Cœur d’acier
Eddy. On nous demande de rester paisibles.
Tu peux encore rester paisible, c’est ça /
Et la colère /
Tu vois Anna, si je pouvais, je descendrais dans la ville et ce ne sont pas des canettes que je jetterais contre les murs.
Des pierres entières dans les vitrines et le rideau de fer que je balancerais.
Raser tout avant que ça ne soit eux qui se mettent à le faire.
On ne nous regarde pas, on ne nous considère pas /
Qu’est-ce qu’on considérerait après tout ?

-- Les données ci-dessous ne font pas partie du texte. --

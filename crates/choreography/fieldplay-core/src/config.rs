//! Tunable thresholds for fieldplay-core.

use serde::{Deserialize, Serialize};

/// Minimum per-axis difference between a path's endpoints for it to count as moving.
pub const MOVEMENT_EPSILON: f32 = 1e-4;

/// Progress step used for finite-difference velocity estimates.
pub const VELOCITY_PROGRESS_DELTA: f32 = 0.01;

/// Core configuration. The plain functions use the defaults; the `*_with`
/// variants and `from_config` constructors read a host's overrides.
#[derive(Clone, Debug, PartialEq, Serialize, Deserialize)]
#[serde(rename_all = "camelCase", default)]
pub struct Config {
    pub movement_epsilon: f32,
    pub velocity_delta: f32,
    pub recorder: RecorderConfig,
}

impl Default for Config {
    fn default() -> Self {
        Self {
            movement_epsilon: MOVEMENT_EPSILON,
            velocity_delta: VELOCITY_PROGRESS_DELTA,
            recorder: RecorderConfig::default(),
        }
    }
}

/// Thresholds for drag-to-path capture. Distances are field units.
#[derive(Clone, Copy, Debug, PartialEq, Serialize, Deserialize)]
#[serde(rename_all = "camelCase", default)]
pub struct RecorderConfig {
    /// Planar distance a sample must travel from the last recorded point to be kept.
    pub min_sample_distance: f32,
    /// The release position is appended only when further than this from the last point.
    pub final_point_epsilon: f32,
    /// Drags whose planar start/end displacement is at or below this are clicks.
    pub min_drag_displacement: f32,
    /// Floor applied to the recorded wall-clock duration, in seconds.
    pub min_duration_secs: f32,
}

impl Default for RecorderConfig {
    fn default() -> Self {
        Self {
            min_sample_distance: 1.5,
            final_point_epsilon: 0.1,
            min_drag_displacement: 1.0,
            min_duration_secs: 2.0,
        }
    }
}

Qu’est-ce qu’on peut considérer dans un crassier ?
Je dis crassier /
Y a que ceux qui le connaissent, qui savent ce que c’est /
Ne me fais pas dire ce que je ne dis pas Anna /
Je ne dis pas que le crassier est plus beau qu’un morceau de côté des Alpes /
Je dis qu’ils vont raser /
Tout /
On ne nous demandera pas si ça nous convient.
Ça peut convenir à qui ?
Doris. Anna, viens-là !
C’est quoi ce bordel !
Qu’est-ce que je t’avais /
C’est quoi ces manilles, pose ça Eddy /
C’est la maison de redressement que vous cherchez !
Pose ça /
Manquerait plus que tu y mettes l’essence, puis le feu /
Vous avez quoi dans la tête !
Eddy. On a rien dans la tête.
On a plus rien dans la tête.
ENCULÉ !
On a le crâne vide.
Je voudrais le faire disparaître /
Tu vois
c’est comme ça qu’on devrait les faire taire /
Doris. On se calme Eddy /
Eddy. On se calme de quoi ?
T’as déjà vu une bulle tropicale pousser au milieu des crassiers ?
Regarde /
Tu crois franchement qu’on va creuser des trous pour des piscines et planter des bananiers ?

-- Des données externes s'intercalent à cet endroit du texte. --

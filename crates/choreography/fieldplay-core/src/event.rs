//! Events: several entities' paths on one shared millisecond timeline, split by
//! named phases.
//!
//! An event references paths by id and never owns them. Mutators follow the path
//! model's copy-on-write style: borrow, return a new event.

use serde::{Deserialize, Serialize};
use std::hash::BuildHasher;

use crate::data::MovementPath;
use crate::ids::{EntityId, EventId, IdGenerator, PathId, PhaseId};

/// Binds one entity's path into an event, starting `start_time_offset` ms in.
#[derive(Clone, Debug, PartialEq, Serialize, Deserialize)]
#[serde(rename_all = "camelCase")]
pub struct PlayerPathConfig {
    pub player_id: EntityId,
    pub path_id: PathId,
    #[serde(default)]
    pub start_time_offset: f32,
}

impl PlayerPathConfig {
    pub fn new(player_id: impl Into<EntityId>, path_id: impl Into<PathId>, start_time_offset: f32) -> Self {
        Self {
            player_id: player_id.into(),
            path_id: path_id.into(),
            start_time_offset: start_time_offset.max(0.0),
        }
    }
}

#[derive(Clone, Debug, Default, PartialEq, Serialize, Deserialize)]
#[serde(rename_all = "camelCase")]
pub struct PlayerPathUpdate {
    #[serde(default)]
    pub path_id: Option<PathId>,
    #[serde(default)]
    pub start_time_offset: Option<f32>,
}

/// A named pause boundary at `start_time` ms on the event clock.
#[derive(Clone, Debug, PartialEq, Serialize, Deserialize)]
#[serde(rename_all = "camelCase")]
pub struct AnimationPhase {
    pub id: PhaseId,
    pub name: String,
    #[serde(default, skip_serializing_if = "Option::is_none")]
    pub description: Option<String>,
    pub start_time: f32,
}

impl AnimationPhase {
    pub fn new(id: impl Into<PhaseId>, name: impl Into<String>, start_time: f32) -> Self {
        Self {
            id: id.into(),
            name: name.into(),
            description: None,
            start_time: start_time.max(0.0),
        }
    }

    pub fn with_description(mut self, description: impl Into<String>) -> Self {
        self.description = Some(description.into());
        self
    }

    /// The zero-time phase plays immediately and never pauses playback.
    #[inline]
    pub fn is_prologue(&self) -> bool {
        self.start_time <= 0.0
    }
}

#[derive(Clone, Debug, Default, PartialEq, Serialize, Deserialize)]
#[serde(rename_all = "camelCase")]
pub struct PhaseUpdate {
    #[serde(default)]
    pub name: Option<String>,
    #[serde(default)]
    pub description: Option<String>,
    #[serde(default)]
    pub start_time: Option<f32>,
}

#[derive(Clone, Debug, PartialEq, Serialize, Deserialize)]
#[serde(rename_all = "camelCase")]
pub struct AnimationEvent {
    pub id: EventId,
    pub name: String,
    #[serde(default, skip_serializing_if = "Option::is_none")]
    pub description: Option<String>,
    /// Minimum length in ms; see [`AnimationEvent::resolve_end_time`].
    pub duration: f32,
    #[serde(default)]
    pub player_paths: Vec<PlayerPathConfig>,
    #[serde(default)]
    pub phases: Vec<AnimationPhase>,
    /// Host-supplied creation instant, ms since the Unix epoch.
    #[serde(default)]
    pub created_at: f64,
}

/// Lookup of path durations (seconds) by id.
pub trait PathDurations {
    fn path_duration(&self, path: &PathId) -> Option<f32>;
}

impl<S: BuildHasher> PathDurations for std::collections::HashMap<PathId, f32, S> {
    fn path_duration(&self, path: &PathId) -> Option<f32> {
        self.get(path).copied()
    }
}

impl<S: BuildHasher> PathDurations for hashbrown::HashMap<PathId, f32, S> {
    fn path_duration(&self, path: &PathId) -> Option<f32> {
        self.get(path).copied()
    }
}

impl PathDurations for [MovementPath] {
    fn path_duration(&self, path: &PathId) -> Option<f32> {
        self.iter().find(|p| &p.id == path).map(|p| p.duration)
    }
}

/// Empty event with no paths or phases.
pub fn create_event(
    ids: &mut dyn IdGenerator,
    name: impl Into<String>,
    duration_ms: f32,
    created_at: f64,
) -> AnimationEvent {
    AnimationEvent {
        id: ids.next_event_id(),
        name: name.into(),
        description: None,
        duration: duration_ms.max(0.0),
        player_paths: Vec::new(),
        phases: Vec::new(),
        created_at,
    }
}

fn sort_phases(phases: &mut [AnimationPhase]) {
    phases.sort_by(|a, b| a.start_time.total_cmp(&b.start_time));
}

impl AnimationEvent {
    /// Insert `config`, replacing any existing config for the same player.
    pub fn add_player_path(&self, config: PlayerPathConfig) -> AnimationEvent {
        let mut next = self.clone();
        match next
            .player_paths
            .iter_mut()
            .find(|c| c.player_id == config.player_id)
        {
            Some(existing) => *existing = config,
            None => next.player_paths.push(config),
        }
        next
    }

    pub fn remove_player_path(&self, player_id: &EntityId) -> AnimationEvent {
        let mut next = self.clone();
        next.player_paths.retain(|c| &c.player_id != player_id);
        next
    }

    /// Apply a partial edit to a player's config; unknown players are a no-op.
    pub fn update_player_path(&self, player_id: &EntityId, update: PlayerPathUpdate) -> AnimationEvent {
        let mut next = self.clone();
        if let Some(cfg) = next
            .player_paths
            .iter_mut()
            .find(|c| &c.player_id == player_id)
        {
            if let Some(path_id) = update.path_id {
                cfg.path_id = path_id;
            }
            if let Some(offset) = update.start_time_offset {
                cfg.start_time_offset = offset.max(0.0);
            }
        }
        next
    }

    #[inline]
    pub fn player_path(&self, player_id: &EntityId) -> Option<&PlayerPathConfig> {
        self.player_paths.iter().find(|c| &c.player_id == player_id)
    }

    /// Named, positive duration, at least one player path.
    pub fn is_valid_event(&self) -> bool {
        !self.name.trim().is_empty() && self.duration > 0.0 && !self.player_paths.is_empty()
    }

    /// Actual end of the event in ms: the configured duration, extended to cover
    /// the latest-finishing player path. Unknown path ids count as zero length.
    pub fn resolve_end_time<D>(&self, durations: &D) -> f32
    where
        D: PathDurations + ?Sized,
    {
        self.player_paths
            .iter()
            .map(|cfg| {
                let secs = durations.path_duration(&cfg.path_id).unwrap_or(0.0);
                cfg.start_time_offset + secs * 1000.0
            })
            .fold(self.duration, f32::max)
    }

    #[inline]
    pub fn references_path(&self, path_id: &PathId) -> bool {
        self.player_paths.iter().any(|c| &c.path_id == path_id)
    }

    pub fn referenced_path_ids(&self) -> impl Iterator<Item = &PathId> {
        self.player_paths.iter().map(|c| &c.path_id)
    }

    /// Phases ordered by start time, regardless of how they were stored.
    pub fn sorted_phases(&self) -> Vec<AnimationPhase> {
        let mut phases = self.phases.clone();
        sort_phases(&mut phases);
        phases
    }

    /// Insert a phase (replacing one with the same id) and keep phases sorted.
    pub fn add_phase(&self, phase: AnimationPhase) -> AnimationEvent {
        let mut next = self.clone();
        next.phases.retain(|p| p.id != phase.id);
        next.phases.push(phase);
        sort_phases(&mut next.phases);
        next
    }

    pub fn remove_phase(&self, phase_id: &PhaseId) -> AnimationEvent {
        let mut next = self.clone();
        next.phases.retain(|p| &p.id != phase_id);
        next
    }

    pub fn update_phase(&self, phase_id: &PhaseId, update: PhaseUpdate) -> AnimationEvent {
        let mut next = self.clone();
        if let Some(phase) = next.phases.iter_mut().find(|p| &p.id == phase_id) {
            if let Some(name) = update.name {
                phase.name = name;
            }
            if let Some(description) = update.description {
                phase.description = Some(description);
            }
            if let Some(start) = update.start_time {
                phase.start_time = start.max(0.0);
            }
        }
        sort_phases(&mut next.phases);
        next
    }
}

Doris. Je ne sais pas Eddy /
Eddy. Tu crois franchement que moi ou ma mère on ira faire les gigolos en tee-shirt moulant dans leur bordel à Hollandais pour retrouver du travail ?
Doris. Ce n’est peut-être pas si grave /
Eddy. Et ton mari
tu le vois avec un tee-shirt moulant sur de la musique zen ?
La technique /
On lâche des bulldozers pour retourner la terre et on devrait dire merci !
Tu dis merci quand un chauffard te roule sur le visage dans la nuit ?
Doris. Je ne sais pas Eddy. Faut pas voir le mal /
Eddy. Toi, tu ne vois rien
parce que c’est gentil ta petite vie /
On sait bien que si tout flanche
tu auras toujours ton contrat de fonctionnaire pour torcher des vieux dans les hôpitaux /
Moi je ne veux pas qu’on saccage le peu de choses qui pourrait rester du passé.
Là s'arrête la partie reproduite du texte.